Bildad and Job, Round 1
Job 8-10
Bildad doesn’t start out as gently as Eliphaz did.
8 1-2: Bildad from Shuhah was next to speak: “How can you keep on talking like this? You’re talking nonsense, and noisy nonsense at that.” (The Message)
8 1-2: Then Bildad the Shuhite answered: “How long will you say these things, and the words of your mouth be a great wind?: (NRSV)
Is Bildad already tired of listening to Job use so many words? Is he frustrated because Job’s stream of consciousness is hard to follow and all over the map? I feel you, Bildad, but you better get comfortable. We are here for a while.
Maybe Bildad is just more direct by nature. Maybe Bildad hopes that telling Job the obvious truth without sugar coating it will bring Job to his senses. Bildad thinks he understands Job’s problem, and he is confident that he knows how to fix it:
8: 4-7: It’s plain that your children sinned against him—otherwise, why would God have punished them? Here’s what you must do—and don’t put it off any longer: Get down on your knees before God Almighty. If you’re as innocent and upright as you say, it’s not too late—he’ll come running; he’ll set everything right again, reestablish your fortunes. Even though you’re not much right now, you’ll end up better than ever. (The Message)
8: 4-7: If your children sinned against him, he delivered them into the power of their transgression. If you will seek God and make supplication to the Almighty, if you are pure and upright, surely then he will rouse himself for you and restore to you your rightful place. Though your beginning was small, your latter days will be very great. (NRSV)
Didn’t Job always worry that his kids had done something wrong? How can you be certain that you’ve burned enough meat to make up for uncertainty? Is this a tender spot for Job? Wouldn’t Job have some sort of niggling in his brain that Bildad might be right? What if?
And if, if, you can be innocent and upright, God will save the day like a superhero, reestablishing your fortunes and restoring you to your rightful place. Is that the goal here? Fortunes and a rightful place? And is that how this works?

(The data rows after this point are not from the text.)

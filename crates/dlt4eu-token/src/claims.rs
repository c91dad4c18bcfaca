use serde::{Deserialize, Serialize};

/// JWT claim set: registered claims plus arbitrary custom claims.
///
/// Custom claims are flattened into the top level of the token payload,
/// so a credential issued with `{"dept": "eng"}` carries `dept` as a
/// sibling of `sub` and `aud`.
#[derive(Debug, Clone, Serialize, Deserialize)]
pub struct Claims {
    /// Issuer of the token.
    pub iss: String,
    /// Principal the claims are about.
    #[serde(default, skip_serializing_if = "Option::is_none")]
    pub sub: Option<String>,
    /// Intended recipients.
    #[serde(default, skip_serializing_if = "Vec::is_empty")]
    pub aud: Vec<String>,
    /// Expiration time (unix seconds).
    #[serde(default, skip_serializing_if = "Option::is_none")]
    pub exp: Option<i64>,
    /// Not-before time (unix seconds).
    #[serde(default, skip_serializing_if = "Option::is_none")]
    pub nbf: Option<i64>,
    /// Issued-at time (unix seconds).
    pub iat: i64,
    /// Unique token identifier.
    #[serde(default, skip_serializing_if = "Option::is_none")]
    pub jti: Option<String>,
    /// Caller-specified custom claims.
    #[serde(flatten)]
    pub custom: serde_json::Map<String, serde_json::Value>,
}
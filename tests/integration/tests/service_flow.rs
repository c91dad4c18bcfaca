//! Integration test: full identity and credential lifecycle through the
//! service handler — bootstrap an admin credential, mint and resolve
//! identifiers, produce proofs, issue and validate credentials.

use base64::engine::general_purpose::URL_SAFE_NO_PAD;
use base64::Engine as _;

use dlt4eu_service::model::{CredentialRequest, ProofRequest, PublishRequest};
use dlt4eu_service::{Config, Handler, RequestContext, AUTHORIZATION_KEY};

const ISSUER: &str = "dlt4eu-integration";

/// Helper: build a handler with a fresh signing key and an authenticated
/// admin context for it.
fn service() -> (Handler, RequestContext) {
    let config = Config::with_new_key(ISSUER).expect("config");
    let handler = Handler::new(config).expect("handler");
    let token = handler.admin_token("ops").expect("admin token");
    let ctx = RequestContext::new().with_value(AUTHORIZATION_KEY, &token);
    (handler, ctx)
}

/// Helper: decode a token's payload segment without verifying it. Used to
/// inspect claims from the outside, the way any token holder could.
fn payload_claims(token: &str) -> serde_json::Value {
    let payload = token.split('.').nth(1).expect("payload segment");
    let bytes = URL_SAFE_NO_PAD.decode(payload).expect("base64url payload");
    serde_json::from_slice(&bytes).expect("JSON claims")
}

// =========================================================================
// Identifier lifecycle
// =========================================================================

#[test]
fn test_create_and_resolve_identifier() {
    let (handler, ctx) = service();
    let resolver = handler.resolver();

    let identifier = resolver.new_identifier(&ctx).expect("create");
    assert!(identifier.id().starts_with("did:dlt4eu:"));
    assert_eq!(identifier.keys().len(), 1);

    let resolved = resolver.resolve(&ctx, identifier.id()).expect("resolve");
    assert_eq!(resolved.id(), identifier.id());
    assert_eq!(resolved.created(), identifier.created());
}

#[test]
fn test_two_creates_are_independently_resolvable() {
    let (handler, ctx) = service();
    let resolver = handler.resolver();

    let a = resolver.new_identifier(&ctx).expect("create a");
    let b = resolver.new_identifier(&ctx).expect("create b");

    assert_ne!(a.id(), b.id());
    assert_eq!(resolver.resolve(&ctx, a.id()).expect("a").id(), a.id());
    assert_eq!(resolver.resolve(&ctx, b.id()).expect("b").id(), b.id());
}

#[test]
fn test_publish_external_document() {
    let (handler, ctx) = service();
    let resolver = handler.resolver();

    // An identifier created outside the service, exported as a document.
    let mut external = dlt4eu_did::Identifier::new(dlt4eu_did::DEFAULT_METHOD);
    external.add_new_key("master").expect("master key");
    external
        .enable_authentication("master")
        .expect("authentication method");
    let document = serde_json::to_string(&external.document(false)).expect("document JSON");

    let published = resolver
        .publish_identifier(&ctx, &PublishRequest { document })
        .expect("publish");
    assert_eq!(published.id(), external.did());

    let resolved = resolver.resolve(&ctx, external.did()).expect("resolve");
    assert_eq!(resolved.keys().len(), external.keys().len());
}

#[test]
fn test_publish_malformed_document_fails() {
    let (handler, ctx) = service();
    let resolver = handler.resolver();

    let result = resolver.publish_identifier(
        &ctx,
        &PublishRequest {
            document: "{not json}".to_string(),
        },
    );
    assert!(matches!(
        result,
        Err(dlt4eu_service::ServiceError::InvalidInput(_))
    ));
}

// =========================================================================
// Proof production
// =========================================================================

#[test]
fn test_proof_flow() {
    let (handler, ctx) = service();
    let resolver = handler.resolver();
    let identifier = resolver.new_identifier(&ctx).expect("create");

    let proof = resolver
        .new_proof(
            &ctx,
            &ProofRequest {
                id: identifier.id().to_string(),
                data: "contents to sign".to_string(),
                purpose: "authentication".to_string(),
                domain: "integration.test".to_string(),
            },
        )
        .expect("proof");

    assert_eq!(proof.controller, identifier.id());
    assert_eq!(proof.purpose, "authentication");
    assert_eq!(proof.domain, "integration.test");
    assert_eq!(
        proof.verification_method,
        format!("{}#master", identifier.id())
    );
    assert!(!proof.value.is_empty());
}

#[test]
fn test_proof_unknown_identifier_fails_before_engine() {
    let (handler, ctx) = service();
    let result = handler.resolver().new_proof(
        &ctx,
        &ProofRequest {
            id: "did:dlt4eu:unknown".to_string(),
            data: "data".to_string(),
            purpose: "authentication".to_string(),
            domain: String::new(),
        },
    );
    assert!(matches!(
        result,
        Err(dlt4eu_service::ServiceError::NotFound(_))
    ));
}

// =========================================================================
// Credential lifecycle
// =========================================================================

#[test]
fn test_issue_validate_and_inspect_credential() {
    let (handler, ctx) = service();
    let resolver = handler.resolver();

    let credential = resolver
        .new_credential(
            &ctx,
            &CredentialRequest {
                subject: "bob".to_string(),
                audience: vec![ISSUER.to_string()],
                expiration: Some("24h".to_string()),
                not_before: None,
                payload: Some(r#"{"dept": "eng"}"#.to_string()),
            },
        )
        .expect("issue");

    assert!(resolver
        .is_credential_valid(&ctx, &credential.token)
        .expect("validate"));

    let claims = payload_claims(&credential.token);
    assert_eq!(claims["iss"], ISSUER);
    assert_eq!(claims["sub"], "bob");
    assert_eq!(claims["aud"][0], ISSUER);
    assert_eq!(claims["dept"], "eng");
    assert!(claims["jti"].is_string());
}

#[test]
fn test_admin_token_shape() {
    let (handler, _ctx) = service();
    let token = handler.admin_token("alice").expect("admin token");

    let claims = payload_claims(&token);
    assert_eq!(claims["sub"], "alice");
    assert_eq!(claims["role"], "admin");
    assert_eq!(claims["aud"][0], ISSUER);

    let expected = chrono::Utc::now().timestamp() + 720 * 3600;
    let exp = claims["exp"].as_i64().expect("exp claim");
    assert!((exp - expected).abs() < 120, "exp {} vs {}", exp, expected);
}

#[test]
fn test_admin_token_is_itself_a_valid_credential() {
    let (handler, ctx) = service();
    let token = handler.admin_token("alice").expect("admin token");
    assert!(handler
        .resolver()
        .is_credential_valid(&ctx, &token)
        .expect("validate"));
}

#[test]
fn test_malformed_payload_issues_nothing() {
    let (handler, ctx) = service();
    let result = handler.resolver().new_credential(
        &ctx,
        &CredentialRequest {
            subject: "bob".to_string(),
            audience: Vec::new(),
            expiration: None,
            not_before: None,
            payload: Some("{dept: eng".to_string()),
        },
    );
    assert!(matches!(
        result,
        Err(dlt4eu_service::ServiceError::InvalidInput(_))
    ));
}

Maybe that was the OT understanding, but it sure doesn’t feel like that’s the way things are in the world today.
Bildad also works in an intergenerational theme, indicating that Job’s pain was caused by his children and going on to say that his answers can be found with his ancestors. On some level, he’s probably not wrong.
Bildad compares our little lives to spider webs, gossamers, plants and weeds. Small things in nature that are object lessons in our human experience. He reminds Job that Job will laugh again.
Job, of course, isn’t having it. Job spends the next two chapters (9 and 10) telling Bildad about how Job is blameless and treated poorly. He talks about how God is powerful and doesn’t care and there’s no sense or justice in the world. Job reiterates that he hates his life and wishes he’d been stillborn. There’s much talk of bitterness and being mistreated without cause.
What I find interesting, though, is that where Bildad leaned on small, delicate examples, Job goes big. Stars and oceans. Mountains. Earthquakes. Ships under full sail, eagles plummeting to snatch their prey. Job thinks of God as big and powerful; perhaps that is why Job fears the Lord so much.
The juxtaposition between the delicate and the mighty strikes me. Job seems much more into grand. He had it good in a grand way, and now he has it bad in a grand way. And in his grand bad times, he seems to have totally forgotten about the grand good times. Maybe the point is that God is grand and Job is grandiose.